When it comes to the topic of business strategy, many writers have equated it to a competition. However, the corporate strategy is seldom about competition. There are no opponents to defeat; perhaps the biggest competitor is yourself, your own company. It would be best if you focused on growing and prospering your business.

Along with the ‘war-like’ mindset, there are many myths associated with business strategy. These myths are more prevalent in certain regions than others. But in some jurisdictions, these strategies have been squarely debunked.

Here’s a look at some of the corporate strategy myths that have been debunked in Singapore.

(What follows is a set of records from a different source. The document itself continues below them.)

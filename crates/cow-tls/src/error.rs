use thiserror::Error;

#[derive(Debug, Error, Clone, Copy, PartialEq, Eq)]
pub enum TlsError {
    #[error(transparent)]
    Core(#[from] hostio::CoreError),
}

impl TlsError {
    pub fn to_code(self) -> i32 {
        match self {
            TlsError::Core(e) => e.to_code(),
        }
    }
}
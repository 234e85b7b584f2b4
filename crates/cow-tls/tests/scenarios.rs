//! End-to-end scenarios for standalone `cow_tls` over real OS threads
//! (no `uthread` scheduler installed). The registry that backs these
//! tests is process-wide, so each test spawns and joins its own threads
//! and never touches another test's area, keeping the scenarios
//! independent of `cargo test`'s default parallel-thread execution.

use cow_tls::{tls_clone, tls_create, tls_debug_page_addr, tls_destroy, tls_read, tls_write};
use std::sync::mpsc;
use std::thread;
use std::time::Duration;

/// S1: create, write, read back within a single thread.
#[test]
fn s1_write_then_read_roundtrips() {
    thread::spawn(|| {
        tls_create(100).unwrap();
        tls_write(0, 5, b"hello").unwrap();
        let mut buf = [0u8; 5];
        tls_read(0, 5, &mut buf).unwrap();
        assert_eq!(&buf, b"hello");
        tls_destroy().unwrap();
    })
    .join()
    .unwrap();
}

/// S2: thread A creates a two-page area and writes a distinct byte into
/// each page. Thread B clones A's area and writes into page 0 only.
/// Afterward A still sees its own byte in both pages; B sees its own
/// write in page 0 but still shares (and sees) A's byte in page 1.
#[test]
fn s2_clone_then_diverge() {
    let page_size = hostio::vm::page_size();
    let (donor_id_tx, donor_id_rx) = mpsc::channel();
    let (b_done_tx, b_done_rx) = mpsc::channel();
    let (a_check_tx, a_check_rx) = mpsc::channel();

    let a = thread::spawn(move || {
        tls_create(page_size * 2).unwrap();
        tls_write(0, 1, b"A").unwrap();
        tls_write(page_size, 1, b"A").unwrap();
        donor_id_tx.send(hostio::identity::current_id()).unwrap();

        // Wait for B to clone and diverge before re-checking our own view.
        b_done_rx.recv().unwrap();
        let mut buf = [0u8; 1];
        tls_read(0, 1, &mut buf).unwrap();
        assert_eq!(&buf, b"A", "A's own write must survive B's divergent write");
        tls_read(page_size, 1, &mut buf).unwrap();
        assert_eq!(&buf, b"A");
        tls_destroy().unwrap();
        a_check_tx.send(()).unwrap();
    });

    let donor_id = donor_id_rx.recv().unwrap();
    let b = thread::spawn(move || {
        tls_clone(donor_id).unwrap();
        tls_write(0, 1, b"B").unwrap();

        let mut buf = [0u8; 1];
        tls_read(0, 1, &mut buf).unwrap();
        assert_eq!(&buf, b"B");
        tls_read(page_size, 1, &mut buf).unwrap();
        assert_eq!(&buf, b"A", "untouched shared page must still read the donor's byte");
        tls_destroy().unwrap();
    });

    b.join().unwrap();
    b_done_tx.send(()).unwrap();
    a_check_rx.recv().unwrap();
    a.join().unwrap();
}

/// S3: a thread that touches its TLS region through a raw pointer (not
/// `tls_read`/`tls_write`) is terminated by `SignalGate`, but the
/// process and unrelated threads keep running. The faulting thread is
/// left detached: the default termination hook parks it forever, so it
/// is never joined.
#[test]
fn s3_raw_access_terminates_only_that_thread() {
    thread::spawn(|| {
        tls_create(10).unwrap();
        let addr = tls_debug_page_addr(0).unwrap();
        // Deliberately bypass tls_read/tls_write: this must fault and
        // terminate only this thread.
        unsafe {
            std::ptr::read_volatile(addr as *const u8);
        }
        panic!("unreachable: the fault should have terminated this thread first");
    });

    thread::sleep(Duration::from_millis(50));

    // A second, independent thread with its own area continues to pass
    // assertions after the first thread faulted.
    thread::spawn(|| {
        tls_create(10).unwrap();
        tls_write(0, 2, b"ok").unwrap();
        let mut buf = [0u8; 2];
        tls_read(0, 2, &mut buf).unwrap();
        assert_eq!(&buf, b"ok");
        tls_destroy().unwrap();
    })
    .join()
    .unwrap();
}

/// Round-trip property (invariant 5): for any in-bounds `(offset, len)`,
/// a write followed by a read of the same range returns the same bytes.
#[test]
fn round_trip_property_sampled() {
    thread::spawn(|| {
        let size = 4096 * 3 + 17;
        tls_create(size).unwrap();
        let pattern: Vec<u8> = (0..size).map(|i| (i % 251) as u8).collect();
        for &(offset, len) in &[(0usize, 1usize), (4095, 2), (4096, 4096), (size - 1, 1), (0, size)] {
            tls_write(offset, len, &pattern[offset..offset + len]).unwrap();
            let mut out = vec![0u8; len];
            tls_read(offset, len, &mut out).unwrap();
            assert_eq!(&out[..], &pattern[offset..offset + len]);
        }
        tls_destroy().unwrap();
    })
    .join()
    .unwrap();
}

/// Invalid-argument edge cases (spec §7's `InvalidArg`).
#[test]
fn rejects_zero_size_and_out_of_bounds() {
    thread::spawn(|| {
        assert!(tls_create(0).is_err());
        tls_create(16).unwrap();
        let buf = [0u8; 4];
        let mut out = [0u8; 4];
        assert!(tls_read(14, 4, &mut out).is_err());
        assert!(tls_write(14, 4, &buf).is_err());
        tls_destroy().unwrap();
    })
    .join()
    .unwrap();
}

/// `Exists`/`NotFound` edge cases.
#[test]
fn rejects_double_create_and_missing_area() {
    thread::spawn(|| {
        assert!(tls_destroy().is_err());
        tls_create(16).unwrap();
        assert!(tls_create(16).is_err());
        tls_destroy().unwrap();
        assert!(tls_destroy().is_err());
    })
    .join()
    .unwrap();
}
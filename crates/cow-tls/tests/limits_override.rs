//! S9: `Limits::from_env` overrides `max_tls_areas` to a small number,
//! and the registry's `Exhausted` error is observed at exactly that
//! bound rather than the compiled-in default of 128.
//!
//! This lives in its own test binary (and thus its own process) because
//! the override is read once into a process-wide `OnceLock` the first
//! time the registry is touched — sharing a process with another test
//! that touches `cow_tls` first would make the override arrive too
//! late.

use cow_tls::tls_create;
use std::thread;

#[test]
fn exhausted_bound_follows_the_env_override() {
    std::env::set_var("KEOS_LAB_MAX_TLS_AREAS", "3");

    let mut handles = Vec::new();
    for _ in 0..3 {
        handles.push(thread::spawn(|| {
            tls_create(16).unwrap();
        }));
    }
    for h in handles {
        h.join().unwrap();
    }

    // A 4th concurrent area (from yet another thread) must be rejected
    // at the overridden bound of 3, not the compiled-in default of 128.
    let rejected = thread::spawn(|| tls_create(16)).join().unwrap();
    assert!(rejected.is_err());
}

1. Talent is Not a Competitive Advantage

Most company leaders acknowledge that employees are important assets to the company. However, many of them fail to recognize them as assets to enhance the company’s success. Most company leaders perceive a fair mix of exemplary, ordinary, and weak employees within the company. In addition, they believe that meeting the needs of customers is all that matters. Although there is some accuracy in this belief, it is still worth understanding why Singapore, and Singaporean enterprises, tower above its peers.

2. It’s Not Profitable to Learn What Competitors Are Doing

Another popular myth asserts that as long as you have a sound plan and policies, you can focus all your energy on these, and there will not be a need to check up on what the competition is up to.

It is important to focus on your strategy. However, it is equally vital to know what the competition is doing. It may not be so obvious, but you can engage the services of a professional accounting firm in Singapore to analyze your books and reveal the effects of competition.

Each day, new competitive schemes and tactics emerge. You risk losing clients if you are not aware of the new developments out in the market. Therefore, it is essential to stay up to date with what is happening in the market as well as keeping your competitive edge sharp.

3. Strategy Should Be Abstract and High-Level

For many people, it is a belief that corporate strategy is abstract and should only be confined to high-level executives. This may be due to the fact that it concerns the overall direction that the organization takes.

However, that is not the case. The overall organizational direction should also be broken down to employees who will deliver it to the ultimate benefactor – the customer.

4. A Strategy is Best Developed by Consultants

Along with the belief that strategy is abstract and confined to high-level officials, many entrepreneurs consider a strategy to be a ‘thing’ recommended by a group of consultants.

Although it is advisable to seek the opinion of professionals, you do not have to rely on consultants to develop a strategy. Accounting companies in Singapore can provide you with elaborate finance strategies for your company. However, you can utilize recommendations from the consultant to develop a robust and workable strategy.

5. Strategy Springs from Data

Data is important when developing arguments and making plans for a corporate. Without reliable data, strategies will turn to fantasies.

However, with all due respect, a strategy is about the future while data lies in the past.

The managing director of Monetary Authority of Singapore (MAS), Mr Ravi Menon painted a picture of how strategy can differ from data. In 1965, Singapore’s per capita GDP was equivalent to Mexico and South Africa. Today, it surpasses nations such as France and South Korea and rivalling giants like the United States.

Similarly, data could reflect a picture that is unfavorable to your corporate. Despite so, keep in mind that strategy is about the future. Let data inform the strategy; but, build a strategy that utilizes insight, passion, and ambition.